Стук сердца. Сухость во рту. Твой телесный облик оставался невообразимым. Ты был мимолетным ощущением твердой подошвы обуви. Пенисом, смазанным детским лосьоном и сунутым в связанные руки. «Постарайся как следует». Никто не видел твоего лица. Никто не чувствовал всю тяжесть твоего тела. Жертвы с завязанными глазами ориентировались по обонянию и слуху. Цветочный запах талька. Оттенок корицы. Звяканье колец шторы. Вжиканье молнии на спортивной сумке. Стук рассыпавшихся по полу монет. Скуление и всхлип: «Мамочка!» Мелькание теннисных туфель из темно-синего нубука.
Лай собак, удаляющийся в западном направлении.

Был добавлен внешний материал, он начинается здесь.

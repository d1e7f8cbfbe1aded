// CLI commands for inspecting and driving executions
use anyhow::{Context, Result};
use serde_json::Value;
use std::fs;
use std::io::{self, Read};
use std::path::{Path, PathBuf};
use tracing::warn;
use vessel_core::{
    CheckOutcome, DockerRuntime, ExecutionCreationData, ExecutionEngine, ExecutionId,
    ExecutionStatus, ExecutionStore,
};

fn parse_id(id: &str) -> Result<ExecutionId> {
    id.parse::<ExecutionId>()
        .with_context(|| format!("'{}' is not a valid execution id", id))
}

fn engine(data_dir: &Path) -> Result<ExecutionEngine<DockerRuntime>> {
    let runtime = DockerRuntime::connect().context("Failed to connect to Docker daemon")?;
    Ok(ExecutionEngine::new(ExecutionStore::open(data_dir), runtime))
}

/// Read a creation payload from a file, or stdin when `source` is "-"
fn read_payload(source: &str) -> Result<Value> {
    let content = if source == "-" {
        let mut buf = String::new();
        io::stdin()
            .read_to_string(&mut buf)
            .context("Failed to read payload from stdin")?;
        buf
    } else {
        fs::read_to_string(source).with_context(|| format!("Failed to read payload file '{}'", source))?
    };
    serde_json::from_str(&content).context("Payload is not valid JSON")
}

/// Create an execution from a JSON payload
pub fn create(data_dir: &Path, payload_source: &str) -> Result<ExecutionId> {
    let payload = read_payload(payload_source)?;
    let data = ExecutionCreationData::from_json(payload)?;

    let store = ExecutionStore::open(data_dir);
    let execution = store.create(data).context("Failed to create execution")?;

    println!("✅ Created execution {}", execution.id());
    println!("   Path:   {}", execution.path().display());
    println!("   Status: {}", execution.status());
    Ok(*execution.id())
}

pub fn status(data_dir: &Path, id: &str) -> Result<ExecutionStatus> {
    let execution = ExecutionStore::open(data_dir).load(&parse_id(id)?)?;
    let status = execution.status();
    println!("{}", status);
    Ok(status)
}

pub fn show(data_dir: &Path, id: &str) -> Result<()> {
    let execution = ExecutionStore::open(data_dir).load(&parse_id(id)?)?;
    let document = Value::Object(execution.metadata().clone());
    println!("{}", serde_json::to_string_pretty(&document)?);
    Ok(())
}

pub async fn logs(data_dir: &Path, id: &str) -> Result<()> {
    let engine = engine(data_dir)?;
    let execution = engine.load(&parse_id(id)?)?;

    match engine.get_logs(&execution).await? {
        Some(logs) => println!("{}", serde_json::to_string_pretty(&logs)?),
        None => println!("No logs available (no container yet)"),
    }
    Ok(())
}

pub async fn check(data_dir: &Path, id: &str) -> Result<()> {
    let engine = engine(data_dir)?;
    let mut execution = engine.load(&parse_id(id)?)?;

    let outcome = engine
        .check_container_status(&mut execution)
        .await
        .context("Status check failed; it is safe to retry")?;

    match outcome {
        CheckOutcome::NoContainer => println!("⏳ No container recorded yet"),
        CheckOutcome::NotTerminal { status } => println!("⏳ Container is {}", status),
        CheckOutcome::Terminal {
            recorded_final_state,
            written,
        } => {
            if recorded_final_state {
                println!("📝 Recorded final container state");
            }
            for artifact in &written {
                println!("📝 Wrote {}", execution.artifact_path(*artifact).display());
            }
            if !recorded_final_state && written.is_empty() {
                println!("✓ Already captured");
            }
        }
    }
    println!("Status: {}", execution.status());
    Ok(())
}

pub fn attach(data_dir: &Path, id: &str, container_id: &str) -> Result<()> {
    let store = ExecutionStore::open(data_dir);
    let mut execution = store.load(&parse_id(id)?)?;
    store.attach_container(&mut execution, container_id)?;

    println!("🔗 Attached container {} to {}", container_id.trim(), execution.id());
    println!("Status: {}", execution.status());
    Ok(())
}

pub fn outputs(data_dir: &Path, id: &str) -> Result<PathBuf> {
    let store = ExecutionStore::open(data_dir);
    let execution = store.load(&parse_id(id)?)?;
    let path = store.outputs_path(&execution)?;
    println!("{}", path.display());
    Ok(path)
}

pub fn list(data_dir: &Path) -> Result<Vec<(ExecutionId, ExecutionStatus)>> {
    let store = ExecutionStore::open(data_dir);
    let mut rows = Vec::new();
    for id in store.list()? {
        let execution = match store.load(&id) {
            Ok(execution) => execution,
            Err(e) => {
                warn!(execution_id = %id, error = %e, "Skipping unreadable execution");
                continue;
            }
        };
        let title = execution
            .metadata()
            .get("title")
            .and_then(Value::as_str)
            .unwrap_or("");
        println!("{}  {:<8}  {}", id, execution.status(), title);
        rows.push((id, execution.status()));
    }
    if rows.is_empty() {
        println!("No executions in {}", data_dir.display());
    }
    Ok(rows)
}
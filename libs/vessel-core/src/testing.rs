// In-memory runtime double for engine tests. Every operation yields first so
// overlapping checks interleave at each runtime call.
use async_trait::async_trait;
use serde_json::{json, Value};
use std::collections::HashMap;
use std::sync::atomic::{AtomicBool, AtomicUsize, Ordering};
use std::sync::Mutex;

use vessel_common::RuntimeError;

use crate::runtime::{ContainerHandle, ContainerInspection, LogSelection, RuntimeClient};

#[derive(Default)]
pub struct FakeRuntime {
    containers: Mutex<HashMap<String, ContainerInspection>>,
    pub get_calls: AtomicUsize,
    pub stdout_calls: AtomicUsize,
    pub stderr_calls: AtomicUsize,
    pub structured_calls: AtomicUsize,
    pub fail_structured: AtomicBool,
}

impl FakeRuntime {
    pub fn new() -> Self {
        Self::default()
    }

    /// Register or replace a container with a Docker-shaped state payload
    pub fn set_container(&self, id: &str, status: &str, exit_code: Option<i64>, error: &str) {
        let raw_state = json!({
            "Status": status,
            "Running": status == "running",
            "ExitCode": exit_code,
            "Error": error,
        });
        let inspection = ContainerInspection {
            status: status.to_string(),
            exit_code,
            raw_state,
        };
        self.containers
            .lock()
            .unwrap()
            .insert(id.to_string(), inspection);
    }

    pub fn remove_container(&self, id: &str) {
        self.containers.lock().unwrap().remove(id);
    }

    pub fn stdout_for(id: &str) -> Vec<u8> {
        format!("2024-05-01T10:00:00Z out from {}\n", id).into_bytes()
    }

    pub fn stderr_for(id: &str) -> Vec<u8> {
        format!("2024-05-01T10:00:01Z err from {}\n", id).into_bytes()
    }

    pub fn structured_for(id: &str) -> Value {
        json!([
            { "time": "2024-05-01T10:00:00Z", "stream": "stdout", "message": format!("out from {}", id) },
            { "time": "2024-05-01T10:00:01Z", "stream": "stderr", "message": format!("err from {}", id) },
        ])
    }

    pub fn fetch_count(&self) -> usize {
        self.stdout_calls.load(Ordering::SeqCst)
            + self.stderr_calls.load(Ordering::SeqCst)
            + self.structured_calls.load(Ordering::SeqCst)
    }

    fn lookup(&self, id: &str) -> Result<ContainerInspection, RuntimeError> {
        self.containers
            .lock()
            .unwrap()
            .get(id)
            .cloned()
            .ok_or_else(|| RuntimeError::NotFound(id.to_string()))
    }
}

#[async_trait]
impl RuntimeClient for FakeRuntime {
    async fn get_container(&self, container_id: &str) -> Result<ContainerHandle, RuntimeError> {
        tokio::task::yield_now().await;
        self.get_calls.fetch_add(1, Ordering::SeqCst);
        self.lookup(container_id)?;
        Ok(ContainerHandle::new(container_id))
    }

    async fn inspect(&self, handle: &ContainerHandle) -> Result<ContainerInspection, RuntimeError> {
        tokio::task::yield_now().await;
        self.lookup(&handle.id)
    }

    async fn logs(
        &self,
        handle: &ContainerHandle,
        selection: LogSelection,
    ) -> Result<Vec<u8>, RuntimeError> {
        tokio::task::yield_now().await;
        self.lookup(&handle.id)?;
        let mut bytes = Vec::new();
        if selection.stdout {
            self.stdout_calls.fetch_add(1, Ordering::SeqCst);
            bytes.extend(Self::stdout_for(&handle.id));
        }
        if selection.stderr {
            self.stderr_calls.fetch_add(1, Ordering::SeqCst);
            bytes.extend(Self::stderr_for(&handle.id));
        }
        Ok(bytes)
    }

    async fn structured_logs(&self, handle: &ContainerHandle) -> Result<Value, RuntimeError> {
        tokio::task::yield_now().await;
        self.lookup(&handle.id)?;
        if self.fail_structured.load(Ordering::SeqCst) {
            return Err(RuntimeError::Unavailable("log endpoint timed out".to_string()));
        }
        self.structured_calls.fetch_add(1, Ordering::SeqCst);
        Ok(Self::structured_for(&handle.id))
    }
}
// Store configuration shared by the worker and the CLI
use std::path::PathBuf;

pub const DATA_DIR_ENV: &str = "VESSEL_DATA_DIR";
pub const DEFAULT_DATA_DIR: &str = "./data";

#[derive(Debug, Clone, PartialEq, Eq)]
pub struct StoreConfig {
    pub data_dir: PathBuf,
}

impl StoreConfig {
    pub fn new(data_dir: impl Into<PathBuf>) -> Self {
        Self {
            data_dir: data_dir.into(),
        }
    }
}
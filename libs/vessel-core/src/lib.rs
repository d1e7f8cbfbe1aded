//! Execution lifecycle tracking for containerized jobs.
//!
//! The [`ExecutionStore`] owns identity and metadata persistence, the
//! [`ExecutionEngine`] derives status and captures container output once the
//! container has terminated. Container access goes through [`RuntimeClient`].

pub mod docker;
pub mod lifecycle;
pub mod runtime;
pub mod store;

#[cfg(test)]
mod testing;

pub use docker::DockerRuntime;
pub use lifecycle::{CheckOutcome, ExecutionEngine};
pub use runtime::{ContainerHandle, ContainerInspection, LogEntry, LogSelection, RuntimeClient};
pub use store::{Execution, ExecutionStore};
pub use vessel_common::layout::ExecutionId;
pub use vessel_common::{Artifact, ExecutionCreationData, ExecutionStatus, RuntimeError, VesselError};

pub type Result<T> = std::result::Result<T, VesselError>;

Ты был тем, что оставлял после себя: вертикальным разрезом длиной четыре дюйма, проделанным в сетке на окне дома на Монклер-Плейс в Сан-Рамоне. Топориком с зеленой рукояткой на живой изгороди. Куском шнура, висящим на березе. Пеной на пустой бутылке из-под крепкого пива «Шлиц» во дворе за домом. Мазками неизвестной синей краски. Кадром номер четыре на катушке фотопленки номер три в управлении шерифа округа Контра-Коста, снятым в том месте, где, как они считали, ты перебрался через забор. Побагровевшей правой рукой девушки, которая на долгие часы потеряла чувствительность. Очертаниями лома в пыли.
Восемью проломленными черепами.
Ты был вуайеристом. Терпеливо изучал привычки и распорядки. Ты совершил нападение в первую же ночь, когда мужа, работающего диспетчером, перевели в ночную смену. Под окном ванной на месте преступления в доме номер 3800 по Торнвуд-драйв в Сакраменто обнаружились следы подошв с узором в «елочку», оставленные там за четыре-семь дней до этого. Полицейские заметили, что с того места ты мог заглядывать прямиком в спальню жертвы. «Трахни меня, как своего старика», – шипел ты, словно зная, как именно это происходило. На одну девушку ты надел туфли на шпильках – иногда то же самое она проделывала в постели со своим бойфрендом. Ты забирал на память поляроидные снимки с изображениями жертв в бикини. Рыскал повсюду со своим слепящим фонариком и отрывистыми, повторяющимися фразами; ты представлял себя и режиссером фильма, и кинозвездой.
Почти все жертвы описывали одну и ту же сцену – момент, когда они чувствовали твое возвращение после разгрома, который ты учинял в другой комнате или части дома. Не было ни слов, ни движений, но они знали, что ты стоишь над ними, представляли себе твой безжизненный взгляд сквозь два отверстия в лыжной маске. Одна жертва почувствовала, что ты уставился на шрам на ее спине. Долгое время ничего не слыша, она подумала: «Ушел», – но едва успела вздохнуть с облегчением, как острие ножа прошлось по краю шрама.
Фантазии наполняли тебя адреналином. Воображение компенсировало то, чего недоставало в твоей реальности. От тебя разило неполноценностью. Одна жертва попробовала прибегнуть к реверсивной психологии и прошептала: «А ты хорош». В изумлении ты резко отстранился. От твоей бравады крутого парня попахивало блефом. В твоем шепоте сквозь зубы слышалась дрожь, иногда заикание. Еще одна жертва рассказала полиции, как ты на миг схватился за ее левую грудь: «Как за дверную ручку».